Dr. Conrad Murray's statement to LAPD detectives lays out a timeline in which Dr. Murray administered Propofol at 10:40 AM and then ten minutes later (10:50) he walked out of the room, went to the bathroom and returned two minutes later (10:52) to find Jackson was not breathing. He did not have anyone call 911 until 12:21 PM ... approximately an hour-and-a-half later.
Sources say cops are suspicious of Dr. Murray's account. They say when Dr. Murray was interviewed by them two days after Jackson died -- his lawyer by his side -- the doctor's account seemed "scripted."
So when did Jackson really die? Rigor mortis typically doesn't set in for at least 3 hours, and often longer. If rigor mortis has not set in, the only way to approximate time of death is by body temperature. Once a person dies, their temperature eventually rises or falls to the temperature of the environment. For example, if Jackson were in a 70 degree room, his body temp would drop to 70. The body temperature typically drops a degree to a degree and a half per hour, but it's dependent on the ambient temperature.

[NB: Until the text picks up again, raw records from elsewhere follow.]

//! Whole-stroke eraser.

use crate::entities::Stroke;
use crate::store::EntityStore;
use kurbo::Point;

/// Index of the topmost stroke with any point strictly within `radius` of
/// `point`. Strokes are searched newest first.
pub fn hit_test(strokes: &[Stroke], point: Point, radius: f64) -> Option<usize> {
    strokes
        .iter()
        .enumerate()
        .rev()
        .find(|(_, stroke)| stroke.touches(point, radius))
        .map(|(index, _)| index)
}

/// Eraser gesture state: whether the current drag has removed anything.
#[derive(Debug, Clone, Default)]
pub struct EraserEngine {
    active: bool,
    erased: usize,
}

impl EraserEngine {
    pub fn new() -> Self {
        Self::default()
    }

    pub fn is_active(&self) -> bool {
        self.active
    }

    /// Start an erase gesture.
    pub fn begin(&mut self) {
        self.active = true;
        self.erased = 0;
    }

    /// Remove the topmost stroke under `point`. A miss is a no-op.
    pub fn erase_at(
        &mut self,
        store: &mut EntityStore,
        point: Point,
        radius: f64,
    ) -> Option<Stroke> {
        if !self.active {
            return None;
        }
        let index = hit_test(store.strokes(), point, radius)?;
        let removed = store.remove_stroke_at(index)?;
        self.erased += 1;
        log::debug!("eraser removed stroke {}", removed.id());
        Some(removed)
    }

    /// End the gesture. Returns true if anything was erased, which makes the
    /// gesture a history step.
    pub fn finish(&mut self) -> bool {
        let erased = self.active && self.erased > 0;
        self.active = false;
        self.erased = 0;
        erased
    }
}
//! Entity definitions for the canvas.

mod card;
mod note;
mod stroke;
mod text;

pub use card::{CardPatch, ResponseCard};
pub use note::{NOTE_STYLES, NoteEntity, NoteStyle};
pub use stroke::Stroke;
pub use text::{FontFamily, TextEntity, TextStyle};

use kurbo::{Point, Rect, Size, Vec2};
use peniko::Color;
use serde::{Deserialize, Serialize};
use uuid::Uuid;

/// Unique identifier for entities.
pub type EntityId = Uuid;

/// Generate a fresh, time-ordered entity id.
pub fn new_entity_id() -> EntityId {
    Uuid::now_v7()
}

/// Serializable color representation (RGBA8).
#[derive(Debug, Clone, Copy, PartialEq, Eq, Hash, Serialize, Deserialize)]
pub struct RgbaColor {
    pub r: u8,
    pub g: u8,
    pub b: u8,
    pub a: u8,
}

impl RgbaColor {
    pub const fn new(r: u8, g: u8, b: u8, a: u8) -> Self {
        Self { r, g, b, a }
    }

    pub const fn black() -> Self {
        Self::new(0, 0, 0, 255)
    }

    pub const fn white() -> Self {
        Self::new(255, 255, 255, 255)
    }

    pub const fn transparent() -> Self {
        Self::new(0, 0, 0, 0)
    }

    /// Parse `#rgb`, `#rrggbb` or `#rrggbbaa`.
    pub fn from_hex(hex: &str) -> Option<Self> {
        let hex = hex.trim().strip_prefix('#')?;
        if !hex.is_ascii() {
            return None;
        }
        let channel = |range: std::ops::Range<usize>| u8::from_str_radix(&hex[range], 16).ok();
        match hex.len() {
            3 => Some(Self::new(
                channel(0..1)? * 17,
                channel(1..2)? * 17,
                channel(2..3)? * 17,
                255,
            )),
            6 => Some(Self::new(channel(0..2)?, channel(2..4)?, channel(4..6)?, 255)),
            8 => Some(Self::new(
                channel(0..2)?,
                channel(2..4)?,
                channel(4..6)?,
                channel(6..8)?,
            )),
            _ => None,
        }
    }

    /// Parse a hex color or one of the palette's named colors.
    pub fn parse(value: &str) -> Option<Self> {
        let value = value.trim();
        if value.starts_with('#') {
            return Self::from_hex(value);
        }
        let color = match value.to_ascii_lowercase().as_str() {
            "black" => Self::black(),
            "white" => Self::white(),
            "transparent" => Self::transparent(),
            "red" => Self::new(255, 0, 0, 255),
            "green" => Self::new(0, 128, 0, 255),
            "blue" => Self::new(0, 0, 255, 255),
            "yellow" => Self::new(255, 255, 0, 255),
            "orange" => Self::new(255, 165, 0, 255),
            "purple" => Self::new(128, 0, 128, 255),
            "gray" | "grey" => Self::new(128, 128, 128, 255),
            _ => return None,
        };
        Some(color)
    }
}

impl Default for RgbaColor {
    fn default() -> Self {
        Self::black()
    }
}

impl From<Color> for RgbaColor {
    fn from(color: Color) -> Self {
        let rgba = color.to_rgba8();
        Self {
            r: rgba.r,
            g: rgba.g,
            b: rgba.b,
            a: rgba.a,
        }
    }
}

impl From<RgbaColor> for Color {
    fn from(color: RgbaColor) -> Self {
        Color::from_rgba8(color.r, color.g, color.b, color.a)
    }
}

/// Which collection a box entity lives in, plus its id.
///
/// Used wherever the engine needs to point at an entity without owning it
/// (edit target, drag target). Lookups through a stale ref simply fail.
#[derive(Debug, Clone, Copy, PartialEq, Eq, Hash, Serialize, Deserialize)]
pub enum EntityRef {
    Text(EntityId),
    Note(EntityId),
    Card(EntityId),
}

impl EntityRef {
    pub fn id(&self) -> EntityId {
        match self {
            EntityRef::Text(id) | EntityRef::Note(id) | EntityRef::Card(id) => *id,
        }
    }

    /// Whether this entity supports text editing.
    pub fn is_editable(&self) -> bool {
        matches!(self, EntityRef::Text(_) | EntityRef::Note(_))
    }
}

/// Common behavior of rectangular, positioned entities.
pub trait BoxEntity {
    /// Get the unique identifier.
    fn id(&self) -> EntityId;

    /// Top-left corner in world coordinates.
    fn position(&self) -> Point;

    fn set_position(&mut self, position: Point);

    /// Box size in world units.
    fn size(&self) -> Size;

    fn set_size(&mut self, size: Size);

    /// Bounding box in world coordinates.
    fn bounds(&self) -> Rect {
        Rect::from_origin_size(self.position(), self.size())
    }

    /// Check if a world point falls inside the box.
    fn hit_test(&self, point: Point) -> bool {
        self.bounds().contains(point)
    }

    /// Move the box by a world-space delta.
    fn translate(&mut self, delta: Vec2) {
        let position = self.position() + delta;
        self.set_position(position);
    }
}

/// Entities whose content the user edits in place.
pub trait EditableEntity: BoxEntity {
    fn content(&self) -> &str;

    fn set_content(&mut self, content: String);

    fn is_editing(&self) -> bool;

    fn set_editing(&mut self, editing: bool);
}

Here's the problem -- when paramedics arrived the room was sweltering. So Jackson's body temperature could register in the 90 degree range, even if he were dead for a long time. But we're told paramedics did not get a read on his body temp because they were busy performing CPR.
Bottom line -- it's possible Jackson could have been dead much longer than Dr. Murray said. There's no scientific way of knowing.